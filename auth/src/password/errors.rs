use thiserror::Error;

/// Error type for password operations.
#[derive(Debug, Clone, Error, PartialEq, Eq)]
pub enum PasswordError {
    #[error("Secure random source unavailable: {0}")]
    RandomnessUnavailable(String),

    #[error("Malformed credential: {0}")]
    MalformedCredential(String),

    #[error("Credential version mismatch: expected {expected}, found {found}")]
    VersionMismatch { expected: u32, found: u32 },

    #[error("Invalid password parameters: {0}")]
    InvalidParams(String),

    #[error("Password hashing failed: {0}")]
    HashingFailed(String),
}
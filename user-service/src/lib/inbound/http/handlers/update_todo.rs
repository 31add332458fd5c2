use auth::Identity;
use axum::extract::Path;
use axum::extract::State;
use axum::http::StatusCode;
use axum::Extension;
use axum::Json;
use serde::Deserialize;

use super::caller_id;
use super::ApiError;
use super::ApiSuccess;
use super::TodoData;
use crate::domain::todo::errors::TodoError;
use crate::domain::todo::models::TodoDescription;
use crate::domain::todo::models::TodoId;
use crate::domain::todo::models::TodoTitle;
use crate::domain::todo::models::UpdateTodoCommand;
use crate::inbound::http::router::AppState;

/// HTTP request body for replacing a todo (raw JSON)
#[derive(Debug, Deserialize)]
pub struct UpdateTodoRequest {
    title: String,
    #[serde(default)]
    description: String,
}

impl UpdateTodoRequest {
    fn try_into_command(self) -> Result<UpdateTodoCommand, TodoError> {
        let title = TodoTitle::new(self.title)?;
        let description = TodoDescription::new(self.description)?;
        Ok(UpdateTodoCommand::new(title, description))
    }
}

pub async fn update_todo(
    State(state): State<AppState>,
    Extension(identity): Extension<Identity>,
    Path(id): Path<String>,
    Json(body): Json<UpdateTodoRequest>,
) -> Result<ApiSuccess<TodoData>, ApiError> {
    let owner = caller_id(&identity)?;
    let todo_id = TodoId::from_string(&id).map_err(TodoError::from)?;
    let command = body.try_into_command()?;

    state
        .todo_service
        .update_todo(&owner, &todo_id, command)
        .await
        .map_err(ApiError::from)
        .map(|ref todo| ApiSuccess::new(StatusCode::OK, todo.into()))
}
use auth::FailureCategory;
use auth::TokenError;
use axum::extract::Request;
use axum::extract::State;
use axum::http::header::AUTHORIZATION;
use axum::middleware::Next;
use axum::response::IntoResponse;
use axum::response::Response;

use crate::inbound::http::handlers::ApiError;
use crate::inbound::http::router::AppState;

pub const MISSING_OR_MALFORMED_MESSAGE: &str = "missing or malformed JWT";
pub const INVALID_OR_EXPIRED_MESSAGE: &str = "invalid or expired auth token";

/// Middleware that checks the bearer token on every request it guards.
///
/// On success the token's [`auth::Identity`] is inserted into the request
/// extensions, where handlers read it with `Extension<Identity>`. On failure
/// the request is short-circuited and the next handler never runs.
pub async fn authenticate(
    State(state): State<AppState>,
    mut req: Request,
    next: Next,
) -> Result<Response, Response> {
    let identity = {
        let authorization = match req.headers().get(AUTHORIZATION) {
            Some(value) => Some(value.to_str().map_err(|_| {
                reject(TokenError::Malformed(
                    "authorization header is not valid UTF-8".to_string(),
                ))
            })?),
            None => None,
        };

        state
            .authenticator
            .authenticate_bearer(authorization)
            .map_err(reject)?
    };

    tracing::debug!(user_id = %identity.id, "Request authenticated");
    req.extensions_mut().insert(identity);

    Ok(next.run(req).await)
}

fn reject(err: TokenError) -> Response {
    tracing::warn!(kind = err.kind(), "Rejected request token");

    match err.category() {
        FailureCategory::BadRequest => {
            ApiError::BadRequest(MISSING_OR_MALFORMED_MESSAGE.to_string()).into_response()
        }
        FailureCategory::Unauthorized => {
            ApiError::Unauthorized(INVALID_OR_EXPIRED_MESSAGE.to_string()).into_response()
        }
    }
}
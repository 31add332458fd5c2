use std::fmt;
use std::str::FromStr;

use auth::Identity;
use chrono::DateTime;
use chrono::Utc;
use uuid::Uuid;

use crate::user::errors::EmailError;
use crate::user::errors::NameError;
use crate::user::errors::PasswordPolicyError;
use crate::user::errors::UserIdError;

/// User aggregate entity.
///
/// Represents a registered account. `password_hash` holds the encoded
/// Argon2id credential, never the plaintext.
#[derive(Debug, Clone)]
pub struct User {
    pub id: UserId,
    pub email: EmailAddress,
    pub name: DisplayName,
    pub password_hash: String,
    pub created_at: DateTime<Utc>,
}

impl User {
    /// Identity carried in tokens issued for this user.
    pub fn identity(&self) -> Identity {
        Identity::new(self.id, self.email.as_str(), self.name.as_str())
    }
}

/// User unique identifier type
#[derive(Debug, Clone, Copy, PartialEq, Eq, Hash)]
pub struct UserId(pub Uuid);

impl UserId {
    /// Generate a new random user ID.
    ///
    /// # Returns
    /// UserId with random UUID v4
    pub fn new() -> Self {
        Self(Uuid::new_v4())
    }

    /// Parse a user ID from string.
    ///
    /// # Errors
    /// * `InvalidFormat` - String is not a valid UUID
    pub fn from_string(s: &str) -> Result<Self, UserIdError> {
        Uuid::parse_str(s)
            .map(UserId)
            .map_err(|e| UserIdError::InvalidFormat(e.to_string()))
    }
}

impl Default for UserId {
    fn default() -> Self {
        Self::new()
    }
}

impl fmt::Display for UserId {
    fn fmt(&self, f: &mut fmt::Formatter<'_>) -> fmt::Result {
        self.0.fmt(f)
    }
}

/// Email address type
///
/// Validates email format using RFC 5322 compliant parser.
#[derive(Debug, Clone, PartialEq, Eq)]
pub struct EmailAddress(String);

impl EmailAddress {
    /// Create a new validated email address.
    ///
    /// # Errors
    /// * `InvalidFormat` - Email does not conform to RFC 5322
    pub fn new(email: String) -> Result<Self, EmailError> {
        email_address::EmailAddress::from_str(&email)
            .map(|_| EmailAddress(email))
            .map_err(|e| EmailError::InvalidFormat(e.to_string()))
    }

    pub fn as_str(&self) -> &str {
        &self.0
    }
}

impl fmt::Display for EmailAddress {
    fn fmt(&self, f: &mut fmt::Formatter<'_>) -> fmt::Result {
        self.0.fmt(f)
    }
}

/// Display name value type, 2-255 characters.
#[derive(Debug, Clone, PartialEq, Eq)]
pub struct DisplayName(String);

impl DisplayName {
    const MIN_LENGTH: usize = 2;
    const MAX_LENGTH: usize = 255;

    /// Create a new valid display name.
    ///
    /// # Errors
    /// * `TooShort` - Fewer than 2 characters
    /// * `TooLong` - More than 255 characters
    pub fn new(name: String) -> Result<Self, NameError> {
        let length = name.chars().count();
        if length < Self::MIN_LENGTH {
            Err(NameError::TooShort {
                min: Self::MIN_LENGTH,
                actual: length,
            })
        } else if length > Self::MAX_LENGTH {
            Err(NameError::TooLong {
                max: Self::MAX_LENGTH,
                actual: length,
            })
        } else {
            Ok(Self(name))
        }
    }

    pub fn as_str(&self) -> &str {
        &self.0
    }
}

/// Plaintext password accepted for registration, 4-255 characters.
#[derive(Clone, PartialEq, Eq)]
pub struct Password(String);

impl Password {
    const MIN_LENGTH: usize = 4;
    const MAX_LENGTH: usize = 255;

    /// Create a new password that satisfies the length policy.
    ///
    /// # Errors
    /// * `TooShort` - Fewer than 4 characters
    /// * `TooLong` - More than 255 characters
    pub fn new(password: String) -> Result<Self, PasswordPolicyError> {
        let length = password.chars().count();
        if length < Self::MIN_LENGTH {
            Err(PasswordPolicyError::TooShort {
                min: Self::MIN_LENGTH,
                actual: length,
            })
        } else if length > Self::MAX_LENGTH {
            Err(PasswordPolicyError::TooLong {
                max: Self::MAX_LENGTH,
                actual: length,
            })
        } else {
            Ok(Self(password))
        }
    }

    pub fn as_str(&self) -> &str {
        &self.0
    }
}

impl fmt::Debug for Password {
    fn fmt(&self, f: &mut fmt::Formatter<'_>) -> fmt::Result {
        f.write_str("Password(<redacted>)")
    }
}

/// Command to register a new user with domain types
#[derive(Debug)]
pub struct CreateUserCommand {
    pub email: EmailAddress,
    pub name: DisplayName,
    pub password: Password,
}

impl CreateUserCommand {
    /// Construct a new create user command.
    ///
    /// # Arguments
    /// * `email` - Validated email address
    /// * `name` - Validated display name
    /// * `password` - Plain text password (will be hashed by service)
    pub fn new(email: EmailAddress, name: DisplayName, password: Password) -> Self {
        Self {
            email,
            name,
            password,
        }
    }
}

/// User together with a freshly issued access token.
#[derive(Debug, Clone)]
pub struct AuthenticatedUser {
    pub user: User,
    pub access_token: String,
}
#####
ABOUT THIS TASK >> Please copy each line of the records above that holds the word "chars".

SOLUTION TO THE PROBLEM >>
        let length = name.chars().count();
        let length = password.chars().count();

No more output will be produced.